WORK TO COMPLETE
What are the lines of the listing below, word for word, from the first down to the one that contains "let rules = RuleSet::v1(0);"?

RECORDS PROVIDED
use database::{GradeStore, PutOutcome, RocksGradeStore};
use opr_core::testing::{flat_prices, record};
use opr_core::{GradingResult, RuleSet, Winner};
use tempfile::TempDir;

fn result(height: u64) -> GradingResult {
    let rules = RuleSet::v1(0);
    let winners = (0..3u32)
        .map(|i| {
            let rank = i + 1;
            let miner = format!("miner-{}", i);
            Winner {
                rank,
                tier: rules.tier_for_rank(rank),
                reward: rules.reward_for_rank(rank),
                difficulty: 100 - i as u64,
                record: record(&rules, height, &miner, flat_prices(&rules, 2), 100 - i as u64),
            }
        })
        .collect();
    GradingResult {
        height,
        version: 1,
        winners,
    }
}

#[test]
fn results_survive_reopen() {
    let tmp = TempDir::new().unwrap();
    let path = tmp.path();

    {
        let store = RocksGradeStore::open(path, 8).expect("open store");
        assert_eq!(store.put(10, &result(10)).unwrap(), PutOutcome::Stored);
        assert_eq!(store.put(11, &result(11)).unwrap(), PutOutcome::Stored);
    }

    let store = RocksGradeStore::open(path, 8).expect("reopen store");
    assert_eq!(store.get(10).unwrap(), Some(result(10)));
    let (height, latest) = store.latest().unwrap().expect("latest after reopen");
    assert_eq!(height, 11);
    assert_eq!(latest, result(11));

    // the order check must also hold across restarts
    assert!(store.put(9, &result(9)).is_err());
    assert_eq!(store.put(11, &result(11)).unwrap(), PutOutcome::Unchanged);
}

#[test]
fn no_winners_result_round_trips() {
    let tmp = TempDir::new().unwrap();
    let store = RocksGradeStore::open(tmp.path(), 8).unwrap();
    let empty = GradingResult::no_winners(42, 1);
    store.put(42, &empty).unwrap();
    assert_eq!(store.get(42).unwrap(), Some(empty));
}
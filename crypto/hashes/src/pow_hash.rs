use crate::Hash;

/// Proof-of-work hasher for oracle price records.
///
/// The record body hash is absorbed once; each nonce trial clones the
/// prepared state and appends the nonce, so a worker pays only for the
/// final compression per attempt.
#[derive(Clone)]
pub struct OprPowHash {
    inner: blake3::Hasher,
}

impl OprPowHash {
    pub fn new(opr_hash: &Hash) -> Self {
        let mut inner = blake3::Hasher::new();
        inner.update(opr_hash.as_bytes());
        Self { inner }
    }

    pub fn finalize_with_nonce(&self, nonce: u64) -> Hash {
        let mut state = self.inner.clone();
        state.update(&nonce.to_le_bytes());
        Hash::from_bytes(*state.finalize().as_bytes())
    }

    /// One-shot form of [`OprPowHash::finalize_with_nonce`].
    pub fn digest(opr_hash: &Hash, nonce: u64) -> Hash {
        Self::new(opr_hash).finalize_with_nonce(nonce)
    }
}

#[cfg(test)]
mod tests {
    use super::*;
    use hex_literal::hex;

    #[test]
    fn test_opr_pow_hash() {
        let opr_hash = Hash::from_bytes(hex!(
            "000102030405060708090a0b0c0d0e0f101112131415161718191a1b1c1d1e1f"
        ));

        let hasher = OprPowHash::new(&opr_hash);
        let hash = hasher.finalize_with_nonce(42);

        // Hash should be deterministic
        assert_eq!(hash, OprPowHash::digest(&opr_hash, 42));

        // Different nonce should give different hash
        assert_ne!(hash, hasher.finalize_with_nonce(43));
    }
}
//! Canonical SHA-256 encoding for record bodies.

use sha2::{Digest, Sha256};
use std::io::Write;

use crate::Hash;

/// Compute SHA256(data)
pub fn sha256(data: &[u8]) -> Hash {
    Hash::from_bytes(Sha256::digest(data).into())
}

/// Streaming SHA-256 over a field-by-field encoding.
///
/// Integers are little-endian; byte strings carry a u64 length prefix, so
/// two different field sequences never hash the same input.
#[derive(Clone)]
pub struct HashWriter(Sha256);

impl HashWriter {
    pub fn new() -> Self {
        Self(Sha256::new())
    }

    pub fn finalize(self) -> Hash {
        Hash::from_bytes(self.0.finalize().into())
    }

    pub fn write_var_bytes(&mut self, bytes: &[u8]) {
        self.0.update((bytes.len() as u64).to_le_bytes());
        self.0.update(bytes);
    }

    pub fn write_u64(&mut self, value: u64) {
        self.0.update(value.to_le_bytes());
    }
}

impl Write for HashWriter {
    fn write(&mut self, buf: &[u8]) -> std::io::Result<usize> {
        self.0.update(buf);
        Ok(buf.len())
    }

    fn flush(&mut self) -> std::io::Result<()> {
        Ok(())
    }
}

impl Default for HashWriter {
    fn default() -> Self {
        Self::new()
    }
}
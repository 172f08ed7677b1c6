use crate::price::PriceError;
use grader::GradeError;
use opr_core::FeedError;
use thiserror::Error;

#[derive(Error, Debug)]
pub enum MiningError {
    #[error("Invalid mining configuration: {0}")]
    Configuration(String),

    #[error("Failed to spawn search worker {worker_id}: {source}")]
    WorkerSpawn {
        worker_id: usize,
        #[source]
        source: std::io::Error,
    },

    #[error("Height feed failed: {0}")]
    FeedFatal(#[from] FeedError),
}

/// Why no template could be built for a height. The height is skipped.
#[derive(Error, Debug)]
pub enum TemplateError {
    #[error(transparent)]
    Prices(#[from] PriceError),

    #[error("Price source did not answer within {0:?}")]
    PriceTimeout(std::time::Duration),

    #[error("Price source returned {got} quotes, rule set tracks {expected}")]
    QuoteCount { expected: usize, got: usize },

    #[error("Could not read previous winners: {0}")]
    PreviousWinners(#[from] GradeError),
}

pub type MiningResult<T> = Result<T, MiningError>;
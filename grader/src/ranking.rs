//! Ordering, de-duplication and the two grading cuts
//!
//! All functions here are pure. Ranking order is difficulty descending, then
//! digest ascending, then nonce ascending, which is a total order over
//! distinct records.

use opr_core::{DeviationRule, OraclePriceRecord};
use std::cmp::Ordering;
use std::collections::BTreeMap;

/// A record that passed the format filter, with its difficulty.
#[derive(Clone, Debug, PartialEq, Eq)]
pub struct Scored {
    pub record: OraclePriceRecord,
    pub difficulty: u64,
}

/// `Less` means `a` ranks ahead of `b`.
pub fn rank_order(a: &Scored, b: &Scored) -> Ordering {
    b.difficulty
        .cmp(&a.difficulty)
        .then_with(|| a.record.digest.cmp(&b.record.digest))
        .then_with(|| a.record.nonce.cmp(&b.record.nonce))
}

/// Keeps only the best-ranked record per miner. Returns the survivors in
/// rank order and how many were superseded.
pub fn dedup_by_miner(scored: Vec<Scored>) -> (Vec<Scored>, usize) {
    let total = scored.len();
    let mut best: BTreeMap<String, Scored> = BTreeMap::new();
    for candidate in scored {
        match best.get(candidate.record.miner_id()) {
            Some(current) if rank_order(current, &candidate) != Ordering::Greater => {}
            _ => {
                best.insert(candidate.record.miner_id().to_string(), candidate);
            }
        }
    }
    let mut survivors: Vec<Scored> = best.into_values().collect();
    survivors.sort_by(rank_order);
    let superseded = total - survivors.len();
    (survivors, superseded)
}

/// Truncates a rank-ordered list to `k_max`. Returns how many were cut.
pub fn top_k(ranked: &mut Vec<Scored>, k_max: usize) -> usize {
    let cut = ranked.len().saturating_sub(k_max);
    ranked.truncate(k_max);
    cut
}

/// Per-asset mean of the surviving prices, summed in rank order.
pub fn asset_means(ranked: &[Scored]) -> Vec<f64> {
    let Some(first) = ranked.first() else {
        return Vec::new();
    };
    let mut sums = vec![0.0f64; first.record.body.prices.len()];
    for s in ranked {
        for (sum, &price) in sums.iter_mut().zip(&s.record.body.prices) {
            *sum += price as f64;
        }
    }
    let n = ranked.len() as f64;
    sums.into_iter().map(|sum| sum / n).collect()
}

/// Removes the most deviant record, one per round, until `k_win` remain.
///
/// Means are recomputed after every removal. On equal scores the record
/// ranked lower goes first. Returns how many were pruned.
pub fn prune_outliers(ranked: &mut Vec<Scored>, k_win: usize, rule: &DeviationRule) -> usize {
    let mut pruned = 0;
    while ranked.len() > k_win {
        let means = asset_means(ranked);
        let mut worst = 0;
        let mut worst_score = f64::NEG_INFINITY;
        for (idx, s) in ranked.iter().enumerate() {
            let score = rule.score(&s.record.body.prices, &means);
            if score >= worst_score {
                worst = idx;
                worst_score = score;
            }
        }
        ranked.remove(worst);
        pruned += 1;
    }
    pruned
}
use crate::errors::DbResult;
use crate::grade_store::{GradeStore, MemoryGradeStore, RocksGradeStore};
use serde::{Deserialize, Serialize};
use std::path::PathBuf;
use std::sync::Arc;
use tracing::info;

/// Results kept hot in front of the durable backend.
const DEFAULT_CACHE_ENTRIES: usize = 256;

/// Storage backend, chosen once at startup.
#[derive(Debug, Clone, PartialEq, Eq, Serialize, Deserialize)]
#[serde(tag = "backend", rename_all = "lowercase")]
pub enum StoreBackend {
    Memory,
    #[serde(rename = "rocksdb")]
    RocksDb { path: PathBuf },
}

pub fn open_store(backend: &StoreBackend) -> DbResult<Arc<dyn GradeStore>> {
    match backend {
        StoreBackend::Memory => {
            info!("using in-memory grading store");
            Ok(Arc::new(MemoryGradeStore::new()))
        }
        StoreBackend::RocksDb { path } => {
            Ok(Arc::new(RocksGradeStore::open(path, DEFAULT_CACHE_ENTRIES)?))
        }
    }
}
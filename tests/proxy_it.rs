// std
use std::sync::atomic::{AtomicUsize, Ordering};
// self
use homestead_auth::{
	_preludet::*,
	auth::TokenPair,
	client::{ClientError, RefreshTransport, TokenGrant, TransportFuture},
	flows::Authority,
	proxy::{ProxyOutcome, RaceResolver},
};

/// Calls the authority in-process, the way a colocated proxy would.
struct DirectTransport {
	authority: Authority,
	calls: AtomicUsize,
}
impl RefreshTransport for DirectTransport {
	fn refresh<'a>(&'a self, refresh_token: &'a str) -> TransportFuture<'a, TokenGrant> {
		Box::pin(async move {
			self.calls.fetch_add(1, Ordering::SeqCst);

			match self.authority.refresh(refresh_token).await {
				Ok(grant) => Ok(TokenGrant {
					access_token: grant.tokens.access_token,
					refresh_token: grant.tokens.refresh_token,
					principal: Some(grant.principal),
				}),
				Err(e) => Err(ClientError::Rejected { status: e.status(), message: e.to_string() }),
			}
		})
	}

	fn logout<'a>(
		&'a self,
		access_token: &'a str,
		refresh_token: Option<&'a str>,
	) -> TransportFuture<'a, ()> {
		Box::pin(async move {
			self.authority.logout(Some(access_token), refresh_token).await;

			Ok(())
		})
	}
}

async fn two_devices() -> (Authority, Arc<DirectTransport>, TokenPair) {
	let (authority, store) = build_test_authority();
	let principal = seed_principal(&store, "jane", "jane@example.com", None).await;
	let shared = authority.issue(principal.id).await.expect("Issuance should succeed.");
	let transport =
		Arc::new(DirectTransport { authority: authority.clone(), calls: AtomicUsize::new(0) });

	(authority, transport, shared)
}

#[tokio::test]
async fn losing_device_proceeds_with_a_live_access_token() {
	let (authority, transport, shared) = two_devices().await;

	authority
		.refresh(shared.refresh_token.expose())
		.await
		.expect("The first device should win the rotation.");

	let resolver = RaceResolver::new(transport.clone());
	let outcome = resolver
		.resolve(shared.access_token.expose(), shared.refresh_token.expose())
		.await
		.expect("A lost race should be resolved, not surfaced.");

	assert_eq!(outcome, ProxyOutcome::Proceed { access_token: shared.access_token.clone() });
	assert_eq!(transport.calls.load(Ordering::SeqCst), 1);
}

#[tokio::test]
async fn losing_device_with_an_expired_access_token_is_asked_to_retry() {
	let (authority, transport, shared) = two_devices().await;

	authority
		.refresh(shared.refresh_token.expose())
		.await
		.expect("The first device should win the rotation.");

	let resolver = RaceResolver::new(transport);
	let later = OffsetDateTime::now_utc() + Duration::hours(1);
	let outcome = resolver
		.resolve_at(shared.access_token.expose(), shared.refresh_token.expose(), later)
		.await
		.expect("A lost race should be resolved, not surfaced.");

	assert_eq!(outcome, ProxyOutcome::RetryWithRefreshedCredentials);
}

#[tokio::test]
async fn parallel_requests_reuse_one_rotation() {
	let (authority, transport, shared) = two_devices().await;
	let resolver = RaceResolver::new(transport.clone());
	let (first, second) = tokio::join!(
		resolver.resolve(shared.access_token.expose(), shared.refresh_token.expose()),
		resolver.resolve(shared.access_token.expose(), shared.refresh_token.expose()),
	);
	let first = first.expect("The first request should refresh.");
	let second = second.expect("The second request should reuse the rotation.");

	assert!(matches!(first, ProxyOutcome::Refreshed(_)));
	assert_eq!(first, second);
	assert_eq!(transport.calls.load(Ordering::SeqCst), 1);
	assert_eq!(authority.refresh_metrics.attempts(), 1);
}

#[tokio::test]
async fn deleted_principals_are_not_mistaken_for_a_lost_race() {
	let (authority, store) = build_test_authority();
	let principal = seed_principal(&store, "jane", "jane@example.com", None).await;
	let shared = authority.issue(principal.id).await.expect("Issuance should succeed.");
	let transport =
		Arc::new(DirectTransport { authority: authority.clone(), calls: AtomicUsize::new(0) });

	authority.delete_principal(principal.id).await.expect("Deletion should succeed.");

	let error = RaceResolver::new(transport)
		.resolve(shared.access_token.expose(), shared.refresh_token.expose())
		.await
		.expect_err("A missing principal should surface as an error.");

	assert!(matches!(error, ClientError::Rejected { status: 401, .. }));
}

#[tokio::test]
async fn missing_refresh_credentials_fall_back_to_classification() {
	let (_authority, transport, shared) = two_devices().await;
	let resolver = RaceResolver::new(transport.clone());
	let outcome = resolver
		.resolve(shared.access_token.expose(), "")
		.await
		.expect("Classification should not fail.");

	assert_eq!(outcome, ProxyOutcome::Proceed { access_token: shared.access_token.clone() });
	assert_eq!(transport.calls.load(Ordering::SeqCst), 0);
	assert_eq!(
		RaceResolver::classify("not-a-token", OffsetDateTime::now_utc()),
		ProxyOutcome::RetryWithRefreshedCredentials
	);
}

YOUR SOLUTION
use database::{GradeStore, PutOutcome, RocksGradeStore};
use opr_core::testing::{flat_prices, record};
use opr_core::{GradingResult, RuleSet, Winner};
use tempfile::TempDir;

fn result(height: u64) -> GradingResult {
    let rules = RuleSet::v1(0);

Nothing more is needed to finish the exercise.